Both China and the U.S. are vying to capture the commanding heights of the renewable energy industry because of its high-technology content, clean operations, and capacity to create new jobs.
In the U.S., where one in nine adults is jobless, the solar power business,including manufacturing, installation and service, employs over 100,000 people, twice as many as it did two years ago and more than the steel industry or coal mining.
Clean energy is already big business. Recent figures from Bloomberg New Energy Finance show that global investment in renewable power generation is expected to reach nearly $400 billion annually by 2020, double the level in 2010.
Offshore wind projects and solar energy development are forecast to get most of the cash. Solar panels are mainly arrayed on roof tops, or in big clusters on land as solar power “farms.”
In the struggle for clean-tech preeminence, China is projected to spend $50 billion each year on projects by 2014, the most of any nation,including all of Europe combined. The U.S. is not expected to catch up with Chinese spending before 2020, if then.
Solar energy generates less than 1 percent of U.S. electricity. But the amount of new solar wattage installed in the U.S. has been increasing by more than 70 percent a year since 2008, as federal and state incentives encourage green energy growth.
With falling panel prices, some commercial installations in the U.S. are already being done at $3 per watt. One industry consultant estimates that at an installed cost of $4 per watt, nearly 50 gigawatts (GW) of electricity demand in the U.S. could be met economically by solar. Present installed solar capacity is just 4 GW.
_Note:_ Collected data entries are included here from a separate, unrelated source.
//! Error types.
//!
//! - `FitError` is what the library returns: every condition is local and
//!   recoverable, the caller adjusts inputs and retries.
//! - `AppError` is what the binary reports: a message plus a process exit code.

use thiserror::Error;

/// Failure of a core numerical operation.
#[derive(Error, Debug, Clone, PartialEq)]
#[non_exhaustive]
pub enum FitError {
    /// The interpolation or normal-equation matrix is not invertible.
    #[error("singular system in {context}: duplicate abscissae or too few points for the requested order")]
    SingularSystem { context: &'static str },

    /// Two consecutive points coincide, so the parameter step is zero.
    #[error("degenerate parametrization: point {index} coincides with its successor")]
    DegenerateParametrization { index: usize },

    /// Gauss-Seidel did not meet its tolerance within the sweep budget.
    #[error("moment solve did not converge after {sweeps} sweeps (last change {change:e})")]
    NonConvergence { sweeps: usize, change: f64 },

    #[error("invalid {parameter}: {message}")]
    InvalidParameter {
        parameter: &'static str,
        message: String,
    },

    #[error("need at least {required} points, got {actual}")]
    InsufficientPoints { required: usize, actual: usize },

    #[error("length mismatch: expected {expected}, got {actual}")]
    ShapeMismatch { expected: usize, actual: usize },

    #[error("index {index} out of range for {len} points")]
    IndexOutOfRange { index: usize, len: usize },
}

impl FitError {
    pub fn invalid(parameter: &'static str, message: impl Into<String>) -> Self {
        FitError::InvalidParameter {
            parameter,
            message: message.into(),
        }
    }
}

#[derive(Clone)]
pub struct AppError {
    exit_code: u8,
    message: String,
}

impl AppError {
    pub fn new(exit_code: u8, message: impl Into<String>) -> Self {
        Self {
            exit_code,
            message: message.into(),
        }
    }

    pub fn exit_code(&self) -> u8 {
        self.exit_code
    }
}

impl From<FitError> for AppError {
    fn from(err: FitError) -> Self {
        let exit_code = match err {
            FitError::InvalidParameter { .. }
            | FitError::ShapeMismatch { .. }
            | FitError::IndexOutOfRange { .. } => 2,
            FitError::InsufficientPoints { .. } => 3,
            FitError::SingularSystem { .. }
            | FitError::DegenerateParametrization { .. }
            | FitError::NonConvergence { .. } => 4,
        };
        AppError::new(exit_code, err.to_string())
    }
}

impl std::fmt::Display for AppError {
    fn fmt(&self, f: &mut std::fmt::Formatter<'_>) -> std::fmt::Result {
        write!(f, "{}", self.message)
    }
}

impl std::fmt::Debug for AppError {
    fn fmt(&self, f: &mut std::fmt::Formatter<'_>) -> std::fmt::Result {
        f.debug_struct("AppError")
            .field("exit_code", &self.exit_code)
            .field("message", &self.message)
            .finish()
    }
}

impl std::error::Error for AppError {}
If prices were to fall to $3 per watt, solar could account for some 300 GW of capacity, or 11 percent of total U.S. electricity demand. If panel costs fall further, a much greater share could open up.
This is what the U.S. and China are vying for, a green-tech job producing machine to help replace dying or unwanted industries.
China’s domestic market for solar power is also tiny but its potential growth is vast. To beef up, China has promoted solar panel production,exporting the surplus mainly to the U.S. and Europe. Other solar producers have been doing the same, to the point where global capacity of 30 GW worth of panels a year exceeds demand of around 18 GW.
Germany, Italy and some other leading solar industry markets in Europe have been sharply curtailing user incentives, as panel costs fall and pressures mount to reduce government spending.
With the competitive squeeze tightening, the U.S. Commerce Department announced recently that it was investigating complaints by solar panel manufacturers in the U.S. that Chinese rivals were dumping products there to gain market share. If the complaint is upheld, punitive tariffs will be imposed. Meanwhile, China on Nov. 25 announced its own probe of U.S. subsidies and support policies for the renewable energy industry, including solar power.
As trench warfare between the main solar panel producers sets in, it raises two big questions: How many more companies will fall and in which countries? And will the plunge in solar costs stimulate enough new demand to sustain recovery for survivors?
Michael Richardson is a visiting senior research fellow at the Institute of Southeast Asian Studies in Singapore.